**Required work**
Return each line of the data below unchanged, please.
--- START ---
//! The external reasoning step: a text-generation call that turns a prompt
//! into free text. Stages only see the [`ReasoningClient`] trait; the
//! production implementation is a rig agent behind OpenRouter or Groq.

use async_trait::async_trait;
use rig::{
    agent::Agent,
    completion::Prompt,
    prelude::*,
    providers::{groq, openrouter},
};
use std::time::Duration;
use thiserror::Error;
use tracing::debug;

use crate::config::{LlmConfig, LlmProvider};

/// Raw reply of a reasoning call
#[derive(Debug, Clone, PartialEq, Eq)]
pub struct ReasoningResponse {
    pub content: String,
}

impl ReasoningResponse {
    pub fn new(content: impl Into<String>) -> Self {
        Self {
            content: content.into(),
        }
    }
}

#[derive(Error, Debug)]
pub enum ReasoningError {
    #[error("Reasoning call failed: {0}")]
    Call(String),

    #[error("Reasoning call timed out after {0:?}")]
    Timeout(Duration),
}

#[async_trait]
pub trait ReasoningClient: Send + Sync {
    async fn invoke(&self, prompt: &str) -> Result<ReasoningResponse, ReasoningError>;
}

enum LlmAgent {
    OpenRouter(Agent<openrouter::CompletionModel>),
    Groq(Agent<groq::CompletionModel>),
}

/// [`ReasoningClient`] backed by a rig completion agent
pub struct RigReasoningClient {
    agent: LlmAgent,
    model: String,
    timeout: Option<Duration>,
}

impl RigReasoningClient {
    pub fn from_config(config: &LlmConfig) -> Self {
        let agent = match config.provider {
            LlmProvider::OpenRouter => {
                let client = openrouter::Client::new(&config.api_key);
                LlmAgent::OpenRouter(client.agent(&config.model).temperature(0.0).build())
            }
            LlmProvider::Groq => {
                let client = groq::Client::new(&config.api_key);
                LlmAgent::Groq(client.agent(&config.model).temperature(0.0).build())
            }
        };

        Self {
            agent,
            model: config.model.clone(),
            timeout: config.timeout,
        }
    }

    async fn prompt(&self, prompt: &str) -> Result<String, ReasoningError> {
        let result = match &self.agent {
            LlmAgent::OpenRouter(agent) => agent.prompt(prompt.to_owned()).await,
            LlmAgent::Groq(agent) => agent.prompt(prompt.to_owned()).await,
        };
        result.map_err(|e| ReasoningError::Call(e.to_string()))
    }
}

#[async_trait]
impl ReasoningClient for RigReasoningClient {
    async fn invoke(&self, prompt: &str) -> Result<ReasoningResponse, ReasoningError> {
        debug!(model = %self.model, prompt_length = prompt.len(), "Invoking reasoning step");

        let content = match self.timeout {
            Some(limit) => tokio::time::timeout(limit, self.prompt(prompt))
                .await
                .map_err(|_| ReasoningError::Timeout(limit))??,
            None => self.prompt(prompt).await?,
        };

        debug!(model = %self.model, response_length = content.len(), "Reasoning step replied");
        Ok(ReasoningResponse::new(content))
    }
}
--- END ---
**Result of the exercise**
//! The external reasoning step: a text-generation call that turns a prompt
//! into free text. Stages only see the [`ReasoningClient`] trait; the
//! production implementation is a rig agent behind OpenRouter or Groq.

use async_trait::async_trait;
use rig::{
    agent::Agent,
    completion::Prompt,
    prelude::*,
    providers::{groq, openrouter},
};
use std::time::Duration;
use thiserror::Error;
use tracing::debug;

use crate::config::{LlmConfig, LlmProvider};

/// Raw reply of a reasoning call
#[derive(Debug, Clone, PartialEq, Eq)]
pub struct ReasoningResponse {
    pub content: String,
}

impl ReasoningResponse {
    pub fn new(content: impl Into<String>) -> Self {
        Self {
            content: content.into(),
        }
    }
}

#[derive(Error, Debug)]
pub enum ReasoningError {
    #[error("Reasoning call failed: {0}")]
    Call(String),

    #[error("Reasoning call timed out after {0:?}")]
    Timeout(Duration),
}

#[async_trait]
pub trait ReasoningClient: Send + Sync {
    async fn invoke(&self, prompt: &str) -> Result<ReasoningResponse, ReasoningError>;
}

enum LlmAgent {
    OpenRouter(Agent<openrouter::CompletionModel>),
    Groq(Agent<groq::CompletionModel>),
}

/// [`ReasoningClient`] backed by a rig completion agent
pub struct RigReasoningClient {
    agent: LlmAgent,
    model: String,
    timeout: Option<Duration>,
}

impl RigReasoningClient {
    pub fn from_config(config: &LlmConfig) -> Self {
        let agent = match config.provider {
            LlmProvider::OpenRouter => {
                let client = openrouter::Client::new(&config.api_key);
                LlmAgent::OpenRouter(client.agent(&config.model).temperature(0.0).build())
            }
            LlmProvider::Groq => {
                let client = groq::Client::new(&config.api_key);
                LlmAgent::Groq(client.agent(&config.model).temperature(0.0).build())
            }
        };

        Self {
            agent,
            model: config.model.clone(),
            timeout: config.timeout,
        }
    }

    async fn prompt(&self, prompt: &str) -> Result<String, ReasoningError> {
        let result = match &self.agent {
            LlmAgent::OpenRouter(agent) => agent.prompt(prompt.to_owned()).await,
            LlmAgent::Groq(agent) => agent.prompt(prompt.to_owned()).await,
        };
        result.map_err(|e| ReasoningError::Call(e.to_string()))
    }
}

#[async_trait]
impl ReasoningClient for RigReasoningClient {
    async fn invoke(&self, prompt: &str) -> Result<ReasoningResponse, ReasoningError> {
        debug!(model = %self.model, prompt_length = prompt.len(), "Invoking reasoning step");

        let content = match self.timeout {
            Some(limit) => tokio::time::timeout(limit, self.prompt(prompt))
                .await
                .map_err(|_| ReasoningError::Timeout(limit))??,
            None => self.prompt(prompt).await?,
        };

        debug!(model = %self.model, response_length = content.len(), "Reasoning step replied");
        Ok(ReasoningResponse::new(content))
    }
}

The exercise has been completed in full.